Segment Start: DATA SHOWN

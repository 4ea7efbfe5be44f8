//! Per-adapter event multiplexer.
//!
//! Observers register for a subset of [`EventKind`]s and receive every later
//! event of those kinds, in the order the adapter published them. Callback
//! observers implement [`EventObserver`]; stream observers come from
//! [`EventBus::subscribe`] and deregister when dropped.

use std::pin::Pin;
use std::sync::{Arc, Mutex, MutexGuard};
use std::task::{Context, Poll};

use futures_util::Stream;
use log::{debug, warn};
use tokio::sync::mpsc;

use crate::core::bluetooth::events::{AdapterEvent, EventKind, EventKindSet};

/// Receives events synchronously, on the adapter's delivery path.
pub trait EventObserver: Send + Sync {
    fn on_event(&self, event: &AdapterEvent);
}

impl<F> EventObserver for F
where
    F: Fn(&AdapterEvent) + Send + Sync,
{
    fn on_event(&self, event: &AdapterEvent) {
        self(event)
    }
}

/// Registration token returned by [`EventBus::register`].
#[derive(Debug, Clone, Copy, PartialEq, Eq, Hash)]
pub struct ObserverId(u64);

struct Entry {
    id: ObserverId,
    kinds: EventKindSet,
    observer: Arc<dyn EventObserver>,
}

#[derive(Default)]
struct Registry {
    next_id: u64,
    entries: Vec<Entry>,
}

#[derive(Clone, Default)]
pub struct EventBus {
    registry: Arc<Mutex<Registry>>,
}

impl EventBus {
    pub fn new() -> Self {
        Self::default()
    }

    fn registry(&self) -> MutexGuard<'_, Registry> {
        // A panicking observer must not take the whole bus down with it.
        self.registry
            .lock()
            .unwrap_or_else(|poisoned| poisoned.into_inner())
    }

    /// Registers `observer` for `kinds`. Takes effect from the next published event.
    pub fn register(
        &self,
        kinds: impl Into<EventKindSet>,
        observer: Arc<dyn EventObserver>,
    ) -> ObserverId {
        let mut registry = self.registry();
        let id = ObserverId(registry.next_id);
        registry.next_id += 1;
        registry.entries.push(Entry {
            id,
            kinds: kinds.into(),
            observer,
        });
        id
    }

    /// Removes an observer. Returns false if it was not registered.
    pub fn deregister(&self, id: ObserverId) -> bool {
        let mut registry = self.registry();
        let before = registry.entries.len();
        registry.entries.retain(|entry| entry.id != id);
        registry.entries.len() != before
    }

    pub fn observer_count(&self) -> usize {
        self.registry().entries.len()
    }

    /// Opens a stream of events of the given kinds.
    pub fn subscribe(&self, kinds: impl Into<EventKindSet>) -> EventSubscription {
        let (tx, rx) = mpsc::unbounded_channel();
        let forward = move |event: &AdapterEvent| {
            // The receiver side deregisters on drop; a send racing that is harmless.
            let _ = tx.send(event.clone());
        };
        let id = self.register(kinds, Arc::new(forward));
        EventSubscription {
            id,
            bus: self.clone(),
            rx,
        }
    }

    /// Resolves with the next event of `kind`. The subscription is taken
    /// when this is called, not when the future is first polled.
    pub fn once(&self, kind: EventKind) -> impl Future<Output = Option<AdapterEvent>> + Send + use<> {
        let mut subscription = self.subscribe(kind);
        async move { subscription.recv().await }
    }

    /// Delivers `event` to every observer registered for its kind and
    /// returns how many received it.
    ///
    /// Observers are snapshotted under the registry lock and called after it
    /// is released, so a callback may register or deregister observers; the
    /// change applies from the next event.
    pub fn publish(&self, event: &AdapterEvent) -> usize {
        let kind = event.kind();
        let targets: Vec<Arc<dyn EventObserver>> = self
            .registry()
            .entries
            .iter()
            .filter(|entry| entry.kinds.contains(kind))
            .map(|entry| entry.observer.clone())
            .collect();

        if targets.is_empty() && kind == EventKind::Error {
            warn!("Error event published with no observers: {:?}", event);
        }
        for observer in &targets {
            observer.on_event(event);
        }
        debug!("Delivered {:?} to {} observer(s)", kind, targets.len());
        targets.len()
    }
}

/// Stream of events from one bus. Dropping it deregisters.
pub struct EventSubscription {
    id: ObserverId,
    bus: EventBus,
    rx: mpsc::UnboundedReceiver<AdapterEvent>,
}

impl EventSubscription {
    pub async fn recv(&mut self) -> Option<AdapterEvent> {
        self.rx.recv().await
    }

    /// Returns an already delivered event without waiting.
    pub fn try_recv(&mut self) -> Option<AdapterEvent> {
        self.rx.try_recv().ok()
    }
}

impl Stream for EventSubscription {
    type Item = AdapterEvent;

    fn poll_next(mut self: Pin<&mut Self>, cx: &mut Context<'_>) -> Poll<Option<Self::Item>> {
        self.rx.poll_recv(cx)
    }
}

impl Drop for EventSubscription {
    fn drop(&mut self) {
        self.bus.deregister(self.id);
    }
}
//! Bluetooth functionality for the link coordinator
//! This module handles every adapter operation: configuration, advertising,
//! scanning, connecting, and the events the controllers report back.

mod adapter;
mod address;
mod advertising;
mod commands;
mod connection;
mod constants;
mod coordinator;
mod device;
mod enumeration;
mod error;
mod event_bus;
mod events;
mod notification;
mod orchestrator;
mod types;

// Re-export types that should be publicly accessible
pub use adapter::{AdapterHandle, DEFAULT_COMMAND_TIMEOUT};
pub use address::{AddressType, BleAddress};
pub use advertising::{AdvertisingData, FLAGS_GENERAL_DISCOVERABLE};
pub use commands::{
    CommandId, CommandKind, CommandResponse, CommandSender, ControllerCommand, ControllerEvent,
    TimeoutSource,
};
pub use connection::{ConnectionRecord, ConnectionRegistry, ConnectionStatus};
pub use constants::*; // Re-export all constants
pub use coordinator::{EstablishedLink, LinkCoordinator, LinkSession};
pub use device::Device;
pub use enumeration::AdapterEnumerator;
pub use error::{BleError, Result};
pub use event_bus::{EventBus, EventObserver, EventSubscription, ObserverId};
pub use events::{AdapterEvent, ErrorEvent, ErrorKind, EventKind, EventKindSet, Severity};
pub use orchestrator::{AdapterProfile, ConnectionOrchestrator, RolePlan};
pub use types::{
    AdapterStatus, AdvertisingParams, Capabilities, ConfigurationState, ConnectionHandle,
    ConnectionParams, DisconnectReason, EnableOptions, FlowControl, Parity, Role, RoleAction,
    ScanParams, TransportConfig,
};
use crate::core::bluetooth::address::BleAddress;
use crate::core::bluetooth::advertising::AdvertisingData;
use crate::core::bluetooth::commands::{
    CommandId, CommandResponse, CommandSender, ControllerCommand, ControllerEvent, TimeoutSource,
};
use crate::core::bluetooth::constants::{
    ERROR_TIMEOUT, MAX_DEVICE_NAME_LEN, MAX_PAYLOAD_SIZE, MIN_PAYLOAD_SIZE,
};
use crate::core::bluetooth::device::Device;
use crate::core::bluetooth::error::{BleError, Result};
use crate::core::bluetooth::event_bus::EventBus;
use crate::core::bluetooth::events::{AdapterEvent, ErrorEvent, ErrorKind};
use crate::core::bluetooth::notification::NotificationHandler;
use crate::core::bluetooth::types::{
    AdapterStatus, AdvertisingParams, Capabilities, ConfigurationState, ConnectionHandle,
    ConnectionParams, DisconnectReason, EnableOptions, RoleAction, ScanParams, TransportConfig,
};

/// How long a command may wait for its completion by default
pub const DEFAULT_COMMAND_TIMEOUT: Duration = Duration::from_secs(5);

struct InFlight {
    id: CommandId,
    command: ControllerCommand,
    reply: oneshot::Sender<Result<CommandResponse>>,
}

struct AdapterState {
    config_state: ConfigurationState,
    address: Option<BleAddress>,
    name: Option<String>,
    role_action: RoleAction,
    capabilities: Option<Capabilities>,
    payload_staged: bool,
    connecting_to: Option<BleAddress>,
    connections: BTreeMap<ConnectionHandle, BleAddress>,
    max_payload_size: Option<u16>,
    in_flight: Option<InFlight>,
    next_command_id: u64,
    /// Present while the event pump runs
    session: Option<CancellationToken>,
}

impl AdapterState {
    fn new() -> Self {
        Self {
            config_state: ConfigurationState::Closed,
            address: None,
            name: None,
            role_action: RoleAction::None,
            capabilities: None,
            payload_staged: false,
            connecting_to: None,
            connections: BTreeMap::new(),
            max_payload_size: None,
            in_flight: None,
            next_command_id: 0,
            session: None,
        }
    }

    /// Forget everything tied to the closed session, keeping the id counter.
    fn reset(&mut self) {
        let next_command_id = self.next_command_id;
        *self = Self::new();
        self.next_command_id = next_command_id;
    }

    fn require(&self, operation: &'static str, expected: ConfigurationState) -> Result<()> {
        if self.config_state != expected {
            return Err(BleError::invalid_state(
                operation,
                self.config_state,
                format!("requires {expected:?}"),
            ));
        }
        Ok(())
    }

    fn require_no_role_action(&self, operation: &'static str) -> Result<()> {
        match self.role_action {
            RoleAction::None => Ok(()),
            RoleAction::Advertising => Err(BleError::invalid_state(
                operation,
                self.config_state,
                "already advertising",
            )),
            RoleAction::Scanning => Err(BleError::invalid_state(
                operation,
                self.config_state,
                "already scanning",
            )),
        }
    }

    /// Moves one step along the configuration sequence.
    fn advance_to(&mut self, target: ConfigurationState) {
        debug_assert_eq!(self.config_state.next(), Some(target));
        self.config_state = target;
    }
}

pub(super) struct AdapterInner {
    instance_id: String,
    sender: Arc<dyn CommandSender>,
    bus: EventBus,
    state: Mutex<AdapterState>,
    command_timeout: Duration,
}

/// Handle to one controller. Clones share the same adapter.
#[derive(Clone)]
pub struct AdapterHandle {
    inner: Arc<AdapterInner>,
}

impl std::fmt::Debug for AdapterHandle {
    fn fmt(&self, f: &mut std::fmt::Formatter<'_>) -> std::fmt::Result {
        f.debug_struct("AdapterHandle")
            .field("instance_id", &self.inner.instance_id)
            .field("state", &self.configuration_state())
            .finish()
    }
}
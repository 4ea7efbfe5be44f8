use serde::{Deserialize, Serialize};

use crate::core::bluetooth::{
    AdapterProfile, AddressType, BleAddress, BleError, EnableOptions, Role, TransportConfig,
    DEFAULT_CENTRAL_ADDRESS, DEFAULT_CENTRAL_NAME, DEFAULT_PERIPHERAL_ADDRESS,
    DEFAULT_PERIPHERAL_NAME,
};

/// Identity given to one adapter during configuration.
#[derive(Debug, Clone, PartialEq, Serialize, Deserialize)]
pub struct AdapterConfig {
    /// GAP device name
    pub name: String,
    /// Colon-separated address, most significant octet first
    pub address: String,
    pub address_type: AddressType,
}

impl AdapterConfig {
    pub fn default_central() -> Self {
        Self {
            name: DEFAULT_CENTRAL_NAME.to_string(),
            address: DEFAULT_CENTRAL_ADDRESS.to_string(),
            address_type: AddressType::RandomStatic,
        }
    }

    pub fn default_peripheral() -> Self {
        Self {
            name: DEFAULT_PERIPHERAL_NAME.to_string(),
            address: DEFAULT_PERIPHERAL_ADDRESS.to_string(),
            address_type: AddressType::RandomStatic,
        }
    }

    pub fn ble_address(&self) -> Result<BleAddress, BleError> {
        BleAddress::parse(&self.address, self.address_type)
    }

    /// Builds the orchestrator profile for `role`.
    pub fn to_profile(
        &self,
        role: Role,
        transport: &TransportConfig,
        enable: &EnableOptions,
    ) -> Result<AdapterProfile, BleError> {
        Ok(AdapterProfile {
            role,
            name: self.name.clone(),
            address: self.ble_address()?,
            transport: transport.clone(),
            enable: enable.clone(),
        })
    }
}
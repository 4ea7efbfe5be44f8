//! Core functionality for the link coordinator
//! This module contains the adapter state machines and the simulated
//! controllers they can be driven against.

pub mod bluetooth;
pub mod simulation;

// Re-export commonly used types
pub use bluetooth::{AdapterHandle, LinkCoordinator};
pub use simulation::{SimulatedController, SimulatedEnumerator, VirtualAir};
//! Per-role configuration sequence
//! This module chains adapter commands into "bring the adapter to Ready and
//! perform the role action", stopping at the first failure.

use log::info;

use crate::core::bluetooth::adapter::AdapterHandle;
use crate::core::bluetooth::address::BleAddress;
use crate::core::bluetooth::advertising::AdvertisingData;
use crate::core::bluetooth::error::Result;
use crate::core::bluetooth::types::{
    AdvertisingParams, Capabilities, ConnectionParams, EnableOptions, Role, ScanParams,
    TransportConfig,
};

/// Everything needed to bring one adapter to Ready
#[derive(Debug, Clone)]
pub struct AdapterProfile {
    pub role: Role,
    pub name: String,
    pub address: BleAddress,
    pub transport: TransportConfig,
    pub enable: EnableOptions,
}

/// The role action performed once the adapter is Ready
#[derive(Debug, Clone)]
pub enum RolePlan {
    Peripheral {
        advertising: AdvertisingData,
        scan_response: AdvertisingData,
        params: AdvertisingParams,
        max_payload_size: u16,
    },
    Central {
        peer: BleAddress,
        scan: ScanParams,
        connection: ConnectionParams,
        max_payload_size: u16,
    },
}

impl RolePlan {
    pub fn role(&self) -> Role {
        match self {
            Self::Peripheral { .. } => Role::Peripheral,
            Self::Central { .. } => Role::Central,
        }
    }
}

/// Orchestrator for one adapter and its profile
pub struct ConnectionOrchestrator {
    adapter: AdapterHandle,
    profile: AdapterProfile,
}

impl ConnectionOrchestrator {
    pub fn new(adapter: AdapterHandle, profile: AdapterProfile) -> Self {
        Self { adapter, profile }
    }

    pub fn adapter(&self) -> &AdapterHandle {
        &self.adapter
    }

    pub fn profile(&self) -> &AdapterProfile {
        &self.profile
    }

    fn prefix(&self) -> &'static str {
        self.profile.role.log_prefix()
    }

    /// Opens the adapter and configures it up to Ready.
    pub async fn bring_up(&self) -> Result<Capabilities> {
        let profile = &self.profile;
        info!("{} opening adapter {}", self.prefix(), self.adapter.instance_id());
        self.adapter.open(profile.transport.clone()).await?;

        info!("{} enabling radio stack", self.prefix());
        let capabilities = self
            .adapter
            .enable_radio_stack(profile.enable.clone())
            .await?;

        info!("{} setting address {}", self.prefix(), profile.address);
        self.adapter.set_address(profile.address).await?;

        info!("{} setting name {}", self.prefix(), profile.name);
        self.adapter.set_name(&profile.name).await?;

        info!("{} adapter ready", self.prefix());
        Ok(capabilities)
    }

    /// Performs the role action on an adapter that is already Ready.
    pub async fn perform(&self, plan: &RolePlan, capabilities: &Capabilities) -> Result<()> {
        match plan {
            RolePlan::Peripheral {
                advertising,
                scan_response,
                params,
                max_payload_size,
            } => {
                info!("{} staging advertising payload", self.prefix());
                self.adapter
                    .set_advertising_payload(advertising, scan_response)
                    .await?;

                info!(
                    "{} starting advertising, interval {} ms, timeout {} s",
                    self.prefix(),
                    params.interval_ms,
                    params.timeout_secs
                );
                self.adapter.start_advertising(*params).await?;

                self.apply_max_payload_size(*max_payload_size, capabilities)
                    .await
            }
            RolePlan::Central {
                peer,
                scan,
                connection,
                max_payload_size,
            } => {
                self.apply_max_payload_size(*max_payload_size, capabilities)
                    .await?;

                info!("{} connecting to {}", self.prefix(), peer);
                self.adapter.connect(*peer, *scan, *connection).await
            }
        }
    }

    /// The whole chain: bring up, then perform the role action.
    pub async fn run(&self, plan: &RolePlan) -> Result<Capabilities> {
        let capabilities = self.bring_up().await?;
        self.perform(plan, &capabilities).await?;
        Ok(capabilities)
    }

    async fn apply_max_payload_size(&self, size: u16, capabilities: &Capabilities) -> Result<()> {
        if !capabilities.supports_extended_payload() {
            info!(
                "{} firmware API v{} has no extended payloads, keeping default size",
                self.prefix(),
                capabilities.api_version
            );
            return Ok(());
        }
        info!("{} setting max payload size {}", self.prefix(), size);
        self.adapter.set_max_payload_size(size).await
    }
}
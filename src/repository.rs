use super::models::{Catalog, Product};

pub struct Repository<'a> {
    catalog: &'a Catalog
}

impl <'a> Repository <'a> {

    pub fn new(catalog: &'a Catalog) -> Self {
        Self { catalog }
    }

    pub fn products(&self) -> &'static [Product] {
        self.catalog.products
    }

}

#[cfg(test)]
mod tests {
    use super::Repository;
    use crate::constants;

    #[test]
    fn products_returns_every_catalog_entry() {
        let repository = Repository::new(&constants::APP_CATALOG);

        assert_eq!(repository.products().len(), 13);
    }

    #[test]
    fn products_preserves_declaration_order() {
        let repository = Repository::new(&constants::APP_CATALOG);
        let names: Vec<&str> = repository.products().iter().map(|product| product.name).collect();

        assert_eq!(names, [
            "Thermometer",
            "Pedialite",
            "Fidget Spinner",
            "Maple Chess Set",
            "Scrabble",
            "Cards Against Humanity",
            "Hazelenut Coffee",
            "Notebook",
            "Playstation 5",
            "Oculus Quest 2 - 256 GB",
            "The Office:  The Complete Series",
            "MEBERRY Android 10.0 Tablet",
            "Yamaha P71 88-Key Piano",
        ]);
    }

    #[test]
    fn ninth_product_is_the_playstation() {
        let repository = Repository::new(&constants::APP_CATALOG);
        let product = &repository.products()[8];

        assert_eq!(product.name, "Playstation 5");
        assert_eq!(product.description, "None of us can afford this.");
        assert_eq!(product.price, 969.99);
    }

    #[test]
    fn every_product_has_a_name() {
        let repository = Repository::new(&constants::APP_CATALOG);

        assert!(repository.products().iter().all(|product| !product.name.is_empty()));
    }

    #[test]
    fn products_is_stable_across_calls() {
        let repository = Repository::new(&constants::APP_CATALOG);

        assert!(std::ptr::eq(repository.products(), repository.products()));
    }
}
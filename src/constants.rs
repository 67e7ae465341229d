use super::models::{Catalog, Product};

pub const APP_CATALOG: Catalog = Catalog {
    products: &[
        Product {
            name: "Thermometer",
            description: "This high tech thermometer has a 1 year warranty and is able to detect individual's temperature!",
            price: 23.99,
        },
        Product {
            name: "Pedialite",
            description: "Full of electrolytes and minerals.",
            price: 7.99,
        },
        Product {
            name: "Fidget Spinner",
            description: "Quarantine needs something fun to pass the time.",
            price: 12.99,
        },
        Product {
            name: "Maple Chess Set",
            description: "A chess set made from maple wood.",
            price: 43.95,
        },
        Product {
            name: "Scrabble",
            description: "A board game pitting minds against minds.",
            price: 13.95,
        },
        Product {
            name: "Cards Against Humanity",
            description: "Get your mind in the gutter.",
            price: 14.95,
        },
        Product {
            name: "Hazelenut Coffee",
            description: "Quality Columbian Coffee flavored with Hazelnut.",
            price: 7.99,
        },
        Product {
            name: "Notebook",
            description: "College ruled notebook.",
            price: 3.95,
        },
        Product {
            name: "Playstation 5",
            description: "None of us can afford this.",
            price: 969.99,
        },
        Product {
            name: "Oculus Quest 2 - 256 GB",
            description: "VR Gaming!",
            price: 399.99,
        },
        Product {
            name: "The Office:  The Complete Series",
            description: "Great show!",
            price: 49.99,
        },
        Product {
            name: "MEBERRY Android 10.0 Tablet",
            description: "Ultra-Fast 4GB/RAM, 8000mAh Battery, WiFi",
            price: 159.99,
        },
        Product {
            name: "Yamaha P71 88-Key Piano",
            description: "Digital Piano with sustain pedal, power supply, stand, and bench.",
            price: 458.49,
        },
    ],
};

pub const APP_RESOURCES: &[u8] = include_bytes!(env!("APP_RESOURCES"));
pub const APP_ID: &str = env!("APP_ID");
pub const APP_NAME: &str = env!("APP_NAME");
pub const APP_VERSION: &str = env!("APP_VERSION");
pub const APP_PREFIX: &str = env!("APP_PREFIX");
pub const APP_TITLE: &str = env!("APP_TITLE");
pub const APP_HEADER: &str = "Start Shopping!";
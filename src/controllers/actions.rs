use super::super::prelude::*;

pub struct Actions {
    application: adw::Application,
}

impl Actions {
    pub fn new(application: &adw::Application) -> Self {
        let this = Self { application: application.clone() };
        this.setup_quit_action();
        this
    }

    fn setup_quit_action(&self) {
        let quit_action = gtk::gio::SimpleAction::new("quit", None);
        self.connect_quit_handler(&quit_action);
        self.application.add_action(&quit_action);
        self.application.set_accels_for_action("app.quit", &["<Ctrl>q"]);
    }

    fn connect_quit_handler(&self, quit_action: &gtk::gio::SimpleAction) {
        let application_weak = self.application.downgrade();
        quit_action.connect_activate(move |_action, _| {
            if let Some(application) = application_weak.upgrade() {
                application.quit();
            }
        });
    }

}
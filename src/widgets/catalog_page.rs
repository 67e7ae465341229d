use crate::prelude::*;
use super::catalog_row::CatalogRow;

use std::sync::OnceLock;
use glib::subclass::Signal;

const ADD_REQUESTED_SIGNAL: &str = "add-requested";

mod imp {
    use super::*;

    #[derive(Default, gtk::CompositeTemplate)]
    #[template(resource = "/io/github/storefront/catalog_page.ui")]
    pub struct CatalogPage {
        #[template_child(id = "catalog-page-header")]
        pub header_label: TemplateChild<gtk::Label>,
        #[template_child(id = "catalog-page-list-box")]
        pub list_box: TemplateChild<gtk::ListBox>,
    }

    #[glib::object_subclass]
    impl ObjectSubclass for CatalogPage {
        const NAME: &'static str = "CatalogPage";
        type Type = super::CatalogPage;
        type ParentType = adw::Bin;

        fn class_init(class: &mut Self::Class) {
            Self::bind_template(class);
        }

        fn instance_init(object: &glib::subclass::InitializingObject<Self>) {
            object.init_template();
        }
    }

    impl ObjectImpl for CatalogPage {
        fn constructed(&self) {
            self.parent_constructed();
        }

        fn signals() -> &'static [Signal] {
            static SIGNALS: OnceLock<[Signal; 1]> = OnceLock::new();
            SIGNALS.get_or_init(|| {
                [
                    Signal::builder(ADD_REQUESTED_SIGNAL)
                        .param_types([CatalogRow::static_type()])
                        .build()
                ]
            })
        }

        fn dispose(&self) {
            self.dispose_template();
        }
    }

    impl WidgetImpl for CatalogPage {}
    impl BinImpl for CatalogPage {}
}

glib::wrapper! {
    pub struct CatalogPage(ObjectSubclass<imp::CatalogPage>)
        @extends adw::Bin, gtk::Widget,
        @implements gtk::Accessible, gtk::Buildable, gtk::ConstraintTarget;
}

impl CatalogPage {

    pub fn set_header(&self, header: &str) {
        self.imp().header_label.set_label(header);
    }

    pub fn append_row(&self, row: CatalogRow) {
        self.setup_row_add_requests(&row);
        self.imp().list_box.append(&row);
    }

    fn setup_row_add_requests(&self, row: &CatalogRow) {
        let this_weak = self.downgrade();
        row.connect_add_requested(move |row| {
            if let Some(this) = this_weak.upgrade() {
                this.emit_by_name::<()>(ADD_REQUESTED_SIGNAL, &[row]);
            }
        });
    }

    pub fn connect_add_requested<F>(&self, callback: F) -> glib::SignalHandlerId
    where
        F: Fn(&Self, &CatalogRow) + 'static,
    {
        self.connect_local(ADD_REQUESTED_SIGNAL, false, move |values| {
            let this = values[0].get::<Self>().unwrap();
            let row = values[1].get::<&CatalogRow>().unwrap();
            callback(&this, row);
            None
        })
    }

}
mod widgets;
mod constants;
mod models;
mod repository;
mod populator;
mod controllers;
mod application;
mod prelude;

fn main() -> anyhow::Result<()> {
    application::Application::new().activate()
}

Segment End: DATA SHOWN

* _ASSIGNMENT_
Scan the records above. Return every line with "that" in it.

* _SOLUTION FOR THIS TASK_
            // The receiver side deregisters on drop; a send racing that is harmless.
// Re-export types that should be publicly accessible
    /// Performs the role action on an adapter that is already Ready.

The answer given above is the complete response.